One of the many professional STEM events that features consistent representation from Naval Surface Warfare Center, Carderock Division, is the annual Black Engineer of the Year Award STEM Conference in Washington, D.C.
While the virtual setup of the event will contrast the normal routine of the weekend, the command’s presence remains a constant. Included in BEYA’s group of 2020 awardees will be Diedre Gilmer, the division head for Carderock’s Electromagnetic Signatures Technology Division. The 20-year Naval Sea Systems Command veteran was named a Science Spectrum Trailblazer and will be honored during the conference’s Technology Recognition Event on February 12.
“I was a little surprised,” Gilmer said. “I know I have an important ability that I fill, and I’m dedicated to the job I do. I’m not working for outside acknowledgement of my efforts, but it’s always nice to get.”
Ever since her career began in 1990, Gilmer has been in many environments where she was the only African-American, woman, or both, in the room. In fact, Gilmer was finding her way as a trailblazer well before BEYA bestowed the title upon her.
She swiftly made a name for herself as a top performer in Carderock’s Signatures Department shortly after joining the command in 2000. Ten years later, Gilmer took on her first major leadership role for NAVSEA at the Washington Navy Yard as the Systems Integration Team Lead for the NAVSEA Program Executive Office Submarines. When she returned to Carderock in 2015 to take the branch head position in the Structural Acoustics and Target Strength Branch, this would also mark the first time an African-American woman was selected to serve as a branch head within the Signatures Department.
Dr. Matthew Craun, a Distinguished Scientist for Acoustic Signature Management Technologies at Carderock, spoke highly of Gilmer in a recommendation letter to BEYA on her behalf. Craun first met Gilmer 18 years ago, and was instantly impressed with her ability to exceed the expectations for projects on the Virginia- and Columbia-class programs. He credited her with being an instrumental player in forming and maintaining inter-agency cooperation among the Navy’s submarine stakeholders. Seeing her become a branch head six years ago was a moment that did not surprise him given her career’s upward trajectory within the signatures space.

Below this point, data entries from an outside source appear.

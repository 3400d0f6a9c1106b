// Option resolution - raw user choices in, one immutable request per URL out

use std::path::PathBuf;

use super::format_selector::QualityCatalog;
use super::models::{
    select_audio_bitrate, ContentKind, DownloadRequest, QualityProfile, SubtitleFormat,
    SubtitleOptions,
};

/// Languages used when subtitles are on but no list was given
pub const DEFAULT_SUBTITLE_LANGUAGES: [&str; 2] = ["ru", "en"];

/// Raw selections as typed by the user (CLI flags merged over config).
/// Menu choices stay strings so bad input can degrade instead of erroring.
#[derive(Debug, Clone, Default)]
pub struct UserSelection {
    pub content_kind: ContentKind,
    pub quality_choice: String,
    pub bitrate_choice: String,
    pub subtitles_enabled: bool,
    pub subtitle_format: String,
    pub subtitle_languages: Vec<String>,
    pub all_subtitles: bool,
    pub destination_folder: PathBuf,
    pub ffmpeg_location: Option<PathBuf>,
}

/// Selections after validation. Fixed for the whole run.
#[derive(Debug, Clone, PartialEq, Eq)]
pub struct ResolvedOptions {
    content_kind: ContentKind,
    quality: Option<QualityProfile>,
    audio_bitrate_kbps: u32,
    subtitles: SubtitleOptions,
    destination_folder: PathBuf,
    ffmpeg_location: Option<PathBuf>,
}

pub struct OptionResolver;

impl OptionResolver {
    pub fn resolve(selection: &UserSelection) -> ResolvedOptions {
        let (quality, subtitles) = match selection.content_kind {
            ContentKind::Audio => (None, SubtitleOptions::disabled()),
            ContentKind::Video => (
                Some(QualityCatalog::select(&selection.quality_choice)),
                Self::resolve_subtitles(selection),
            ),
        };

        ResolvedOptions {
            content_kind: selection.content_kind,
            quality,
            audio_bitrate_kbps: select_audio_bitrate(&selection.bitrate_choice),
            subtitles,
            destination_folder: selection.destination_folder.clone(),
            ffmpeg_location: selection.ffmpeg_location.clone(),
        }
    }

    fn resolve_subtitles(selection: &UserSelection) -> SubtitleOptions {
        if !selection.subtitles_enabled {
            return SubtitleOptions::disabled();
        }
        let format = SubtitleFormat::parse_or_default(&selection.subtitle_format);
        if selection.all_subtitles {
            return SubtitleOptions::all_languages(format);
        }

        let explicit = SubtitleOptions::with_languages(
            format,
            selection.subtitle_languages.iter().flat_map(|s| s.split(',')),
        );
        if explicit.languages().is_empty() {
            SubtitleOptions::with_languages(format, DEFAULT_SUBTITLE_LANGUAGES)
        } else {
            explicit
        }
    }
}

impl ResolvedOptions {
    pub fn content_kind(&self) -> ContentKind {
        self.content_kind
    }

    pub fn quality(&self) -> Option<&QualityProfile> {
        self.quality.as_ref()
    }

    pub fn audio_bitrate_kbps(&self) -> u32 {
        self.audio_bitrate_kbps
    }

    pub fn subtitles(&self) -> &SubtitleOptions {
        &self.subtitles
    }

    pub fn destination_folder(&self) -> &std::path::Path {
        &self.destination_folder
    }

    /// Build the request for one batch item
    pub fn request_for(&self, url: &str, output_base_name: &str) -> DownloadRequest {
        DownloadRequest {
            source_url: url.to_string(),
            output_base_name: output_base_name.to_string(),
            destination_folder: self.destination_folder.clone(),
            content_kind: self.content_kind,
            quality: self.quality,
            audio_bitrate_kbps: self.audio_bitrate_kbps,
            subtitles: self.subtitles.clone(),
            ffmpeg_location: self.ffmpeg_location.clone(),
        }
    }

    /// One-line description for the startup log
    pub fn summary(&self) -> String {
        match self.content_kind {
            ContentKind::Audio => format!("audio MP3 @ {} kbps", self.audio_bitrate_kbps),
            ContentKind::Video => {
                let quality = self
                    .quality
                    .map(|q| q.description)
                    .unwrap_or("default");
                if !self.subtitles.enabled {
                    format!("video {}, no subtitles", quality)
                } else if self.subtitles.download_all {
                    format!(
                        "video {}, subtitles {} (all languages)",
                        quality, self.subtitles.format
                    )
                } else {
                    format!(
                        "video {}, subtitles {} [{}]",
                        quality,
                        self.subtitles.format,
                        self.subtitles.languages().join(",")
                    )
                }
            }
        }
    }
}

“It was fulfilling to see her in a leadership role, transforming the branch through mentorship, recruitment, organizational vision and technical excellence,” he said. “Mrs. Gilmer has ‘walked the walk’ as a minority female manager in the science and technology sector of the federal government, actively supporting diversity and inclusion through her day-to-day actions with employees and outside organizations and individuals.”
Such a track record up to that point would seem like enough for one to call it a successful career, but Gilmer was not done. Her successful management of the personnel and over $12 million budget as a branch head positioned her to take over as the Electromagnetic Signatures Technology Division head in 2020, also making her the first African-American woman to lead any technical division at Carderock. One year later, she continues to prove to the command’s leadership and prominent personnel that she was the right fit for the job.
“Throughout her career, Ms. Gilmer has dedicated herself to technical excellence and service,” said Carderock’s Technical Director Larry Tarasek in his letter of endorsement for Gilmer. “She is a proven leader, role model, tireless advocate for her team, and dedicated professional who personifies the strength and diversity of our nation.”
These achievements did not come without challenges, some related to learning curves of new positions, while others were due to the nature of being a Black woman in a largely white male-dominated field. However, Gilmer refused to mull over moments of hardship for too long, and is adamant on helping usher in future generations of women like her looking to leave a mark in the STEM world.
“Being a strong personality, I have that to offer to others who maybe need mentoring or guidance. I know it’s hard, and we don’t all have the same resources as our strengths to get us through,” she said. “No one expects you to do everything on your own. There are always others who paved the way for you who can give you guidance on how to avoid the pitfalls and get to your own path of success.”